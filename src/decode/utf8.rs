//! §4.3.3 UTF-8 decoder.
//!
//! Implemented directly over the leading-byte dispatch table from the
//! design rather than through a generic decoder, because the exact
//! `bytes_consumed` / overlong / surrogate semantics required here are
//! more specific than a general-purpose UTF-8 validator provides.

use super::{DecodeInformation, DecodedRun};
use crate::blockset::BlockSet;
use crate::classify::{block_of, is_printable};

enum Step {
    /// Accepted a character that is `len` bytes long, code point `cp`.
    Accept { len: usize, cp: u32 },
    /// Not enough bytes left in the buffer to resolve this candidate;
    /// stop here, no breaking unit consumed.
    EndOfBuffer,
    /// The run ends here; `extra` bytes of the rejected candidate are
    /// still consumed (progress guarantee).
    Break { extra: usize },
}

fn step(buffer: &[u8], i: usize, exclude_cc: bool) -> Step {
    let leading = buffer[i];

    if leading < 0x80 {
        return if is_printable(leading, exclude_cc) {
            Step::Accept {
                len: 1,
                cp: leading as u32,
            }
        } else {
            Step::Break { extra: 1 }
        };
    }

    if (0x80..=0xBF).contains(&leading) || leading == 0xC0 || leading == 0xC1 || leading >= 0xF5 {
        return Step::Break { extra: 1 };
    }

    if (0xC2..=0xDF).contains(&leading) {
        if i + 2 > buffer.len() {
            return Step::EndOfBuffer;
        }
        let c1 = buffer[i + 1];
        if !(0x80..=0xBF).contains(&c1) {
            return Step::Break { extra: 2 };
        }
        let cp = ((leading as u32 - 0xC0) << 6) | (c1 as u32 - 0x80);
        return Step::Accept { len: 2, cp };
    }

    if (0xE0..=0xEF).contains(&leading) {
        if i + 3 > buffer.len() {
            return Step::EndOfBuffer;
        }
        let c1 = buffer[i + 1];
        let c2 = buffer[i + 2];
        if !(0x80..=0xBF).contains(&c1) || !(0x80..=0xBF).contains(&c2) {
            return Step::Break { extra: 3 };
        }
        let cp = ((leading as u32 - 0xE0) << 12) | ((c1 as u32 - 0x80) << 6) | (c2 as u32 - 0x80);
        if cp < 0x0800 || (0xD800..=0xDFFF).contains(&cp) {
            return Step::Break { extra: 3 };
        }
        return Step::Accept { len: 3, cp };
    }

    // 0xF0..=0xF4: four-byte form, always breaks; non-BMP is out of scope.
    debug_assert!((0xF0..=0xF4).contains(&leading));
    Step::Break {
        extra: (4).min(buffer.len() - i),
    }
}

pub(super) fn try_decode(
    buffer: &[u8],
    state: &mut DecodeInformation,
    blocks: &BlockSet,
) -> Option<DecodedRun> {
    let start = state.offset;
    let mut i = start;
    let mut run_block: Option<u8> = None;
    let mut char_count = 0usize;
    let mut breaking_extra = 0usize;

    loop {
        if i >= buffer.len() {
            break;
        }
        match step(buffer, i, state.exclude_control_cp) {
            Step::EndOfBuffer => break,
            Step::Break { extra } => {
                breaking_extra = extra;
                break;
            }
            Step::Accept { len, cp } => {
                if len == 1 {
                    // ASCII fast path: no block check, doesn't fix run_block.
                    char_count += 1;
                    i += len;
                    continue;
                }
                let tag = block_of(cp as u16);
                let accept = match tag {
                    None => false,
                    Some(t) => {
                        if !blocks.contains(t) {
                            false
                        } else {
                            match run_block {
                                None => {
                                    run_block = Some(t);
                                    true
                                }
                                Some(rb) => blocks.compatible(rb, t),
                            }
                        }
                    }
                };
                if !accept {
                    breaking_extra = len;
                    break;
                }
                char_count += 1;
                i += len;
            }
        }
    }

    let payload_bytes = i - start;
    let bytes_consumed = payload_bytes + breaking_extra;
    state.offset = start + bytes_consumed;

    if char_count < state.min_length as usize {
        return None;
    }

    let text = std::str::from_utf8(&buffer[start..start + payload_bytes])
        .expect("accepted run is always valid UTF-8")
        .to_string();

    Some(DecodedRun {
        text,
        bytes_consumed,
        payload_bytes,
    })
}

#[cfg(test)]
mod tests {
    use super::*;
    use crate::decode::{DecodeInformation, EncodingKind, OutputEncoding};

    fn state(min_length: u8) -> DecodeInformation {
        DecodeInformation::new(EncodingKind::Utf8, min_length, true, OutputEncoding::Raw)
    }

    #[test]
    fn scenario_4_four_byte_always_breaks() {
        let buf = [
            0x41, 0x42, 0x43, 0xF0, 0x9F, 0x98, 0x80, 0x44, 0x45, 0x46,
        ];
        let mut st = state(3);
        let blocks = BlockSet::new();
        let r1 = super::try_decode(&buf, &mut st, &blocks).unwrap();
        assert_eq!(r1.text, "ABC");
        assert_eq!(r1.bytes_consumed, 7); // 3 accepted + 4-byte breaking seq

        let r2 = super::try_decode(&buf, &mut st, &blocks).unwrap();
        assert_eq!(r2.text, "DEF");
        assert_eq!(r2.bytes_consumed, 3);
    }

    #[test]
    fn scenario_3_snowman_in_misc_symbols_block() {
        let buf = [
            0xE2, 0x98, 0x83, 0xE2, 0x98, 0x83, 0xE2, 0x98, 0x83, 0x00,
        ];
        let blocks = BlockSet::from_names(["MiscellaneousSymbols"].into_iter()).unwrap();
        let mut st = state(3);
        let r = super::try_decode(&buf, &mut st, &blocks).unwrap();
        assert_eq!(r.text, "\u{2603}\u{2603}\u{2603}");
        assert_eq!(r.payload_bytes, 9);
    }

    #[test]
    fn scenario_3_with_basic_latin_only_emits_nothing() {
        let buf = [
            0xE2, 0x98, 0x83, 0xE2, 0x98, 0x83, 0xE2, 0x98, 0x83, 0x00,
        ];
        let blocks = BlockSet::new(); // BasicLatin only
        let mut st = state(3);
        let r = super::try_decode(&buf, &mut st, &blocks);
        assert!(r.is_none());
    }

    #[test]
    fn overlong_two_byte_sequence_is_rejected() {
        // 0xC0 0x80 would overlong-encode NUL; 0xC0 is an invalid
        // leading byte outright and must break immediately.
        let buf = [0xC0, 0x80, b'a', b'b', b'c'];
        let blocks = BlockSet::new();
        let mut st = state(1);
        let r = super::try_decode(&buf, &mut st, &blocks);
        assert!(r.is_none());
        assert_eq!(st.offset, 1);
    }

    #[test]
    fn surrogate_encoded_in_three_bytes_is_rejected() {
        // 0xED 0xA0 0x80 would encode U+D800, a surrogate.
        let buf = [0xED, 0xA0, 0x80];
        let blocks = BlockSet::new();
        let mut st = state(1);
        let r = super::try_decode(&buf, &mut st, &blocks);
        assert!(r.is_none());
        assert_eq!(st.offset, 3);
    }

    #[test]
    fn incompatible_block_breaks_run_before_consuming_it() {
        // Latin "ab" then a Cyrillic character; blocks = BasicLatin only.
        let mut buf = vec![b'a', b'b'];
        buf.extend_from_slice("\u{0410}".as_bytes()); // CYRILLIC CAPITAL А
        let blocks = BlockSet::new();
        let mut st = state(1);
        let r = super::try_decode(&buf, &mut st, &blocks).unwrap();
        assert_eq!(r.text, "ab");
        assert_eq!(r.bytes_consumed, 4); // 2 latin + 2-byte cyrillic breaking unit
    }
}
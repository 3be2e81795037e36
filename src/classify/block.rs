//! Unicode block table and block-run compatibility (C1, half two).
//!
//! `BLOCKS` is the literal range description the code-point table is
//! generated from; `CODE_POINT_BLOCK` is the resulting 65,536-entry
//! lookup, built once behind a `lazy_static!` the same way the rest of
//! this codebase keeps its large immutable tables.

use lazy_static::lazy_static;

/// Sentinel tag meaning "code point has no tracked block".
pub const NO_BLOCK: u8 = 0xFF;

/// `(name, low, high)` inclusive BMP ranges. Index in this array is the
/// block's tag, so reordering this array changes tag values.
pub const BLOCKS: &[(&str, u16, u16)] = &[
    ("BasicLatin", 0x0000, 0x007F),                 // 0
    ("Latin1Supplement", 0x0080, 0x00FF),            // 1
    ("LatinExtendedA", 0x0100, 0x017F),              // 2
    ("LatinExtendedB", 0x0180, 0x024F),              // 3
    ("IpaExtensions", 0x0250, 0x02AF),                // 4
    ("SpacingModifierLetters", 0x02B0, 0x02FF),      // 5
    ("CombiningDiacriticalMarks", 0x0300, 0x036F),   // 6
    ("GreekAndCoptic", 0x0370, 0x03FF),               // 7
    ("Cyrillic", 0x0400, 0x04FF),                     // 8
    ("CyrillicSupplement", 0x0500, 0x052F),          // 9
    ("Armenian", 0x0530, 0x058F),                     // 10
    ("Hebrew", 0x0590, 0x05FF),                       // 11
    ("Arabic", 0x0600, 0x06FF),                       // 12
    ("Syriac", 0x0700, 0x074F),                       // 13
    ("Thaana", 0x0780, 0x07BF),                       // 14
    ("Devanagari", 0x0900, 0x097F),                   // 15
    ("Bengali", 0x0980, 0x09FF),                      // 16
    ("HangulJamo", 0x1100, 0x11FF),                   // 17
    ("LatinExtendedAdditional", 0x1E00, 0x1EFF),     // 18
    ("GreekExtended", 0x1F00, 0x1FFF),                // 19
    ("GeneralPunctuation", 0x2000, 0x206F),          // 20
    ("CurrencySymbols", 0x20A0, 0x20CF),              // 21
    ("LetterlikeSymbols", 0x2100, 0x214F),            // 22
    ("NumberForms", 0x2150, 0x218F),                  // 23
    ("Arrows", 0x2190, 0x21FF),                       // 24
    ("MathematicalOperators", 0x2200, 0x22FF),       // 25
    ("MiscellaneousTechnical", 0x2300, 0x23FF),      // 26
    ("BoxDrawing", 0x2500, 0x257F),                   // 27
    ("BlockElements", 0x2580, 0x259F),                // 28
    ("GeometricShapes", 0x25A0, 0x25FF),              // 29
    ("MiscellaneousSymbols", 0x2600, 0x26FF),         // 30
    ("Dingbats", 0x2700, 0x27BF),                     // 31
    ("LatinExtendedC", 0x2C60, 0x2C7F),               // 32
    ("CjkSymbolsAndPunctuation", 0x3000, 0x303F),    // 33
    ("Hiragana", 0x3040, 0x309F),                     // 34
    ("Katakana", 0x30A0, 0x30FF),                     // 35
    ("CjkUnifiedIdeographs", 0x4E00, 0x9FFF),        // 36
    ("HangulSyllables", 0xAC00, 0xD7A3),              // 37
    ("LatinExtendedD", 0xA720, 0xA7FF),               // 38
    ("LatinExtendedE", 0xAB30, 0xAB6F),               // 39
    ("PrivateUseArea", 0xE000, 0xF8FF),               // 40
    ("HalfwidthAndFullwidthForms", 0xFF00, 0xFFEF),  // 41
];

/// Tags that make up "BasicLatin ↔ LatinExtensions" equivalence class.
const LATIN_GROUP: &[u8] = &[0, 1, 2, 3, 18, 32, 38, 39];

lazy_static! {
    /// Code point -> block tag, 0xFF where unassigned. Built once.
    static ref CODE_POINT_BLOCK: Vec<u8> = {
        let mut table = vec![NO_BLOCK; 0x1_0000];
        for (tag, &(_, lo, hi)) in BLOCKS.iter().enumerate() {
            for cp in lo..=hi {
                table[cp as usize] = tag as u8;
            }
        }
        table
    };
}

/// Which block (if any) a BMP code point belongs to.
#[inline]
pub fn block_of(cp: u16) -> Option<u8> {
    match CODE_POINT_BLOCK[cp as usize] {
        NO_BLOCK => None,
        tag => Some(tag),
    }
}

/// Are two blocks compatible for the purposes of a single decoded run?
/// Identical blocks are always compatible; BasicLatin and every member
/// of the LatinExtensions union are compatible with each other.
#[inline]
pub fn compatible(a: u8, b: u8) -> bool {
    a == b || (LATIN_GROUP.contains(&a) && LATIN_GROUP.contains(&b))
}

/// Block tag by name, for the configuration layer's alias resolution.
pub fn tag_by_name(name: &str) -> Option<u8> {
    BLOCKS
        .iter()
        .position(|&(n, _, _)| n.eq_ignore_ascii_case(name))
        .map(|i| i as u8)
}

pub const BASIC_LATIN: u8 = 0;

#[cfg(test)]
mod tests {
    use super::*;

    #[test]
    fn basic_latin_covers_ascii() {
        assert_eq!(block_of(b'A' as u16), Some(BASIC_LATIN));
        assert_eq!(block_of(0x007F), Some(BASIC_LATIN));
    }

    #[test]
    fn snowman_is_misc_symbols() {
        assert_eq!(block_of(0x2603), tag_by_name("MiscellaneousSymbols"));
    }

    #[test]
    fn latin_extensions_are_compatible_with_basic_latin() {
        let basic = BASIC_LATIN;
        let ext_a = tag_by_name("LatinExtendedA").unwrap();
        let ext_additional = tag_by_name("LatinExtendedAdditional").unwrap();
        assert!(compatible(basic, ext_a));
        assert!(compatible(ext_a, ext_additional));
    }

    #[test]
    fn unrelated_blocks_are_not_compatible() {
        let cyrillic = tag_by_name("Cyrillic").unwrap();
        let hebrew = tag_by_name("Hebrew").unwrap();
        assert!(!compatible(cyrillic, hebrew));
    }

    #[test]
    fn surrogate_range_has_no_block() {
        assert_eq!(block_of(0xD800), None);
        assert_eq!(block_of(0xDFFF), None);
    }
}
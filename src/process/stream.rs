//! P2: a classified process presented as a seekable byte source.

use super::os_interface::{Address, ProcessOsInterface};
use super::region::{Kind, MemoryRegion, RegionIndex};

/// The selected subset of a process's classified regions, addressable
/// as a single contiguous stream.
pub struct ProcessStream<'a> {
    os: &'a dyn ProcessOsInterface,
    index: RegionIndex,
    /// `offsets[i]` is the stream offset at which `index`'s i-th region
    /// begins; `offsets.last()` is the stream length.
    offsets: Vec<u64>,
    position: u64,
}

impl<'a> ProcessStream<'a> {
    pub fn new(os: &'a dyn ProcessOsInterface, regions: Vec<MemoryRegion>, mask: &[Kind]) -> Self {
        let mut selected: Vec<MemoryRegion> = regions
            .into_iter()
            .filter(|r| mask.contains(&r.kind))
            .collect();
        selected.sort_by_key(|r| r.base);

        let mut offsets = Vec::with_capacity(selected.len() + 1);
        let mut running = 0u64;
        for r in &selected {
            offsets.push(running);
            running += r.size;
        }
        offsets.push(running);

        Self {
            os,
            index: RegionIndex::new(selected),
            offsets,
            position: 0,
        }
    }

    pub fn len(&self) -> u64 {
        *self.offsets.last().unwrap_or(&0)
    }

    pub fn is_empty(&self) -> bool {
        self.len() == 0
    }

    pub fn position(&self) -> u64 {
        self.position
    }

    pub fn seek(&mut self, pos: u64) {
        self.position = pos.min(self.len());
    }

    /// Locates the region (and its detail) backing a stream offset.
    pub fn region_at(&self, stream_offset: u64) -> Option<&MemoryRegion> {
        if stream_offset >= self.len() {
            return None;
        }
        let region_idx = self
            .offsets
            .partition_point(|&o| o <= stream_offset)
            .checked_sub(1)?;
        self.index.iter().nth(region_idx)
    }

    fn region_index_at(&self, stream_offset: u64) -> Option<usize> {
        if stream_offset >= self.len() {
            return None;
        }
        self.offsets
            .partition_point(|&o| o <= stream_offset)
            .checked_sub(1)
    }

    /// Copies up to `dst.len()` bytes starting at the current position,
    /// advancing it by the number of bytes copied. Non-readable bytes
    /// inside a selected region are zero-filled; reads may continue
    /// into the next selected region once one ends, but never cross
    /// past the end of the stream.
    pub fn read(&mut self, dst: &mut [u8]) -> usize {
        let mut written = 0;
        while written < dst.len() && self.position < self.len() {
            let Some(region_idx) = self.region_index_at(self.position) else {
                break;
            };
            let region = self.index.iter().nth(region_idx).unwrap();
            let region_start_offset = self.offsets[region_idx];
            let offset_in_region = self.position - region_start_offset;
            let remaining_in_region = region.size - offset_in_region;
            let want = (dst.len() - written) as u64;
            let chunk_len = want.min(remaining_in_region) as usize;

            let addr: Address = region.base + offset_in_region;
            let chunk = &mut dst[written..written + chunk_len];
            let actually_read = self.os.read_memory(addr, chunk);
            if actually_read < chunk_len {
                for b in &mut chunk[actually_read..] {
                    *b = 0;
                }
            }

            written += chunk_len;
            self.position += chunk_len as u64;
        }
        written
    }
}

#[cfg(test)]
mod tests {
    use super::*;
    use crate::process::os_interface::RegionType;
    use crate::process::region::tests::FakeOsInterface;

    fn region(base: Address, size: u64, kind: Kind) -> MemoryRegion {
        MemoryRegion {
            base,
            size,
            allocation_base: base,
            region_type: RegionType::Private,
            kind,
            mapped_file: None,
            heap_id: None,
            thread_id: None,
            valid: true,
        }
    }

    #[test]
    fn len_sums_selected_region_sizes() {
        let os = FakeOsInterface::default();
        let regions = vec![
            region(0x1000, 0x10, Kind::PrivateData),
            region(0x2000, 0x20, Kind::NtHeap),
        ];
        let stream = ProcessStream::new(&os, regions, &[Kind::PrivateData, Kind::NtHeap]);
        assert_eq!(stream.len(), 0x30);
    }

    #[test]
    fn mask_excludes_unselected_kinds() {
        let os = FakeOsInterface::default();
        let regions = vec![
            region(0x1000, 0x10, Kind::PrivateData),
            region(0x2000, 0x20, Kind::Stack),
        ];
        let stream = ProcessStream::new(&os, regions, &[Kind::PrivateData]);
        assert_eq!(stream.len(), 0x10);
    }

    #[test]
    fn read_copies_bytes_and_advances_position() {
        let mut os = FakeOsInterface::default();
        os.memory.insert(0x1000, b"hello world".to_vec());
        let regions = vec![region(0x1000, 16, Kind::PrivateData)];
        let mut stream = ProcessStream::new(&os, regions, &[Kind::PrivateData]);

        let mut buf = [0u8; 5];
        let n = stream.read(&mut buf);
        assert_eq!(n, 5);
        assert_eq!(&buf, b"hello");
        assert_eq!(stream.position(), 5);
    }

    #[test]
    fn short_os_read_zero_fills_remainder() {
        let mut os = FakeOsInterface::default();
        os.memory.insert(0x1000, b"ab".to_vec());
        let regions = vec![region(0x1000, 8, Kind::PrivateData)];
        let mut stream = ProcessStream::new(&os, regions, &[Kind::PrivateData]);

        let mut buf = [0xFFu8; 8];
        let n = stream.read(&mut buf);
        assert_eq!(n, 8);
        assert_eq!(&buf[..2], b"ab");
        assert_eq!(&buf[2..], &[0u8; 6]);
    }

    #[test]
    fn read_continues_into_next_selected_region() {
        let mut os = FakeOsInterface::default();
        os.memory.insert(0x1000, b"AAAA".to_vec());
        os.memory.insert(0x2000, b"BBBB".to_vec());
        let regions = vec![
            region(0x1000, 4, Kind::PrivateData),
            region(0x2000, 4, Kind::PrivateData),
        ];
        let mut stream = ProcessStream::new(&os, regions, &[Kind::PrivateData]);

        let mut buf = [0u8; 8];
        let n = stream.read(&mut buf);
        assert_eq!(n, 8);
        assert_eq!(&buf, b"AAAABBBB");
    }

    #[test]
    fn region_at_reports_containing_region_kind() {
        let os = FakeOsInterface::default();
        let regions = vec![
            region(0x1000, 4, Kind::Stack),
            region(0x2000, 4, Kind::NtHeap),
        ];
        let stream = ProcessStream::new(&os, regions, &[Kind::Stack, Kind::NtHeap]);
        assert_eq!(stream.region_at(5).unwrap().kind, Kind::NtHeap);
        assert_eq!(stream.region_at(0).unwrap().kind, Kind::Stack);
        assert!(stream.region_at(100).is_none());
    }
}
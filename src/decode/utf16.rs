//! §4.3.2 UTF-16 decoder, parameterized over byte order.

use super::{ByteOrder, DecodeInformation, DecodedRun};
use crate::blockset::BlockSet;
use crate::classify::is_printable;

fn code_unit(b0: u8, b1: u8, order: ByteOrder) -> u16 {
    match order {
        ByteOrder::Le => u16::from_le_bytes([b0, b1]),
        ByteOrder::Be => u16::from_be_bytes([b0, b1]),
    }
}

pub(super) fn try_decode(
    buffer: &[u8],
    state: &mut DecodeInformation,
    blocks: &BlockSet,
    order: ByteOrder,
) -> Option<DecodedRun> {
    let start = state.offset;
    let mut i = start;
    let mut run_block: Option<u8> = None;
    let mut text = String::new();

    // 0 = ended at buffer boundary (no breaking unit), 2 = breaking
    // code unit was read and is consumed.
    let mut breaking_unit_len = 0usize;

    loop {
        if i + 2 > buffer.len() {
            break;
        }
        let cp = code_unit(buffer[i], buffer[i + 1], order);

        if cp < 0x100 && is_printable(cp as u8, state.exclude_control_cp) {
            // Fast path: the code unit is a plain printable ASCII byte
            // with a zero high byte. No block check, does not fix or
            // need to match `run_block`.
            text.push(cp as u8 as char);
            i += 2;
            continue;
        }

        let is_surrogate = (0xD800..=0xDFFF).contains(&cp);
        let tag = if is_surrogate { None } else { crate::classify::block_of(cp) };

        let accept = match tag {
            None => false,
            Some(t) => {
                if !blocks.contains(t) {
                    false
                } else {
                    match run_block {
                        None => {
                            run_block = Some(t);
                            true
                        }
                        Some(rb) => blocks.compatible(rb, t),
                    }
                }
            }
        };

        if !accept {
            breaking_unit_len = 2;
            break;
        }

        text.push(char::from_u32(cp as u32).expect("non-surrogate BMP code point"));
        i += 2;
    }

    let payload_bytes = i - start;
    let bytes_consumed = payload_bytes + breaking_unit_len;
    state.offset = start + bytes_consumed;

    // Threshold is compared in code units (bytes / 2).
    if payload_bytes / 2 < state.min_length as usize {
        return None;
    }

    Some(DecodedRun {
        text,
        bytes_consumed,
        payload_bytes,
    })
}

──────

◆ What you will do ◆
All lines that include the word "this" must be copied from the material above.

◆ Exercise result ◆
    /// Not enough bytes left in the buffer to resolve this candidate;
//! this codebase keeps its large immutable tables.
/// `(name, low, high)` inclusive BMP ranges. Index in this array is the
/// block's tag, so reordering this array changes tag values.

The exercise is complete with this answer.